Barnabas sonrió, complacido, y me tendió una de sus manos. La observé durante unos instantes, consciente de que ya no había vuelta atrás; la ayuda del demonio rubio me haría descubrir qué se ocultaba en aquel castillo. Incluso era posible que descubriera cómo salvar a las chicas que vendrían después de mí.

Desde que había visto el Cementerio Infinito y había sabido que allí era donde reposaban las otras chicas que habían sido elegidas por el Señor de los Demonios, había aceptado que estaba condenada.

Pero podría cumplir con mi promesa.

Conté hasta tres antes de acercar mi mano a la suya. Un chispazo saltó entre nosotros, mucho más molesto que el que había sufrido con Setan en los jardines, el día en que estuvo cerca de perder el control por culpa de mis presiones; intenté apartarla, pero la mano del demonio se cerró con fuerza, impidiéndomelo.

Apreté los dientes mientras el poder de Barnabas empujaba al mío, enlazándose ambos y mostrándose como dos serpientes que se enroscaban entre sí alrededor de nuestras muñecas y antebrazos. Dejé escapar un gemido ahogado cuando el demonio soltó mi mano y las serpientes —una que parecía ser de fuego y otra hecha de sombras— se desvanecieron, dando por realizado el trato.

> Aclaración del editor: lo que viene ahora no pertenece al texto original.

//! Reporting a finished job to the collaborators that care about it.

use crate::catalog::{ItemCatalog, ItemCategory};
use crate::job::{JobOutcome, TerminalStatus};
use crate::rename_log::RenameLog;
use anyhow::Result;
use serde::Serialize;
use std::collections::BTreeMap;
use std::path::PathBuf;

/// Receives the ordered log of every job that renamed at least one file
pub trait HistorySink {
    fn append(&mut self, job_id: &str, status: TerminalStatus, log: &RenameLog) -> Result<()>;
}

/// Receives per-category rename counts. Failures are logged and ignored.
pub trait AnalyticsSink {
    fn report(&mut self, category: ItemCategory, count: usize) -> Result<()>;
}

/// Analytics sink that only emits tracing events
#[derive(Debug, Default)]
pub struct TracingAnalytics;

impl AnalyticsSink for TracingAnalytics {
    fn report(&mut self, category: ItemCategory, count: usize) -> Result<()> {
        tracing::info!(category = %category, count, "Rename");
        Ok(())
    }
}

/// Final summary of a job after downstream reporting
#[derive(Debug, Clone, Serialize)]
pub struct OutcomeReport {
    pub job_id: String,
    pub status: TerminalStatus,
    pub total: usize,
    pub log: RenameLog,
    pub categories: BTreeMap<ItemCategory, usize>,
    /// Logged sources the catalog did not know about
    #[serde(skip_serializing_if = "Vec::is_empty")]
    pub unmatched: Vec<PathBuf>,
    #[serde(skip_serializing_if = "Option::is_none")]
    pub error: Option<String>,
    #[serde(skip_serializing_if = "Option::is_none")]
    pub history_error: Option<String>,
}

impl OutcomeReport {
    pub fn renamed(&self) -> usize {
        self.log.len()
    }
}

/// Runs the end-of-job bookkeeping for exactly one [`JobOutcome`]
pub struct OutcomeAggregator<'a> {
    catalog: &'a mut dyn ItemCatalog,
    history: &'a mut dyn HistorySink,
    analytics: &'a mut dyn AnalyticsSink,
}

impl<'a> OutcomeAggregator<'a> {
    pub fn new(
        catalog: &'a mut dyn ItemCatalog,
        history: &'a mut dyn HistorySink,
        analytics: &'a mut dyn AnalyticsSink,
    ) -> Self {
        Self {
            catalog,
            history,
            analytics,
        }
    }

    /// Report `outcome` downstream.
    ///
    /// A failed or cancelled job is treated like a shorter successful one:
    /// every logged entry is removed from the catalog, recorded in history and
    /// counted. An empty log touches nothing.
    pub fn aggregate(self, outcome: JobOutcome) -> OutcomeReport {
        let JobOutcome {
            job_id,
            status,
            total,
            log,
            error,
        } = outcome;

        match (&error, status) {
            (Some(e), _) => tracing::error!("{}", e),
            (None, TerminalStatus::Cancelled) => {
                tracing::info!("Rename cancelled after {} of {} files", log.len(), total);
            },
            (None, _) => {},
        }

        let mut report = OutcomeReport {
            job_id,
            status,
            total,
            log,
            categories: BTreeMap::new(),
            unmatched: Vec::new(),
            error: error.map(|e| e.to_string()),
            history_error: None,
        };

        if report.log.is_empty() {
            return report;
        }

        for entry in &report.log {
            match self.catalog.locate(&entry.source) {
                Some(item) => {
                    let category = self.catalog.classify(item);
                    *report.categories.entry(category).or_default() += 1;
                    self.catalog.remove(item);
                },
                None => {
                    tracing::warn!(
                        "Renamed file not found in catalog: {}",
                        entry.source.display()
                    );
                    report.unmatched.push(entry.source.clone());
                },
            }
        }

        tracing::info!("{} files renamed.", report.log.len());

        if let Err(e) = self.history.append(&report.job_id, report.status, &report.log) {
            tracing::warn!("Failed to record rename history: {:#}", e);
            report.history_error = Some(format!("{e:#}"));
        }

        for (category, count) in &report.categories {
            if let Err(e) = self.analytics.report(*category, *count) {
                tracing::warn!("Failed to report {} renames: {:#}", category, e);
            }
        }

        report
    }
}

Barnabas contempló su propia palma con el ceño fruncido mientras yo me llevaba la mía al pecho y apretaba la palma contra la tela de mi camisón, notando un molesto cosquilleo como recuerdo de lo que había sucedido instantes antes.

La mirada del demonio se había tornado calculadora cuando me miró a los ojos.

—¿Qué eres? —repitió la misma pregunta que me hizo al sacarme de aquella habitación oscura—. ¿Y por qué mi magia ha reaccionado de ese modo...?

Noté las paredes de mi garganta secas.

—¿De qué modo? —susurré, incapaz de alzar la voz.

Los ojos grises de Barnabas se oscurecieron.

—Como si me reconociera... y me odiara.

No supe qué contestar al respecto. Tras unos segundos en un inquieto silencio, el demonio rubio se puso en pie y me observó desde arriba; recordé nuestro acuerdo y saboreé la idea de preguntarle qué se le estaba pasando por la cabeza en aquellos instantes. Sin embargo, Barnabas podría escudarse tras el silencio.

—Quédate con la sortija —dijo, dejándome aturdida—. Es la única forma de que estemos en contacto sin levantar sospechas.

Bajé la mirada hacia el anillo de mi dedo y, cuando volví a alzarla en dirección al demonio, éste se había desvanecido de mi habitación.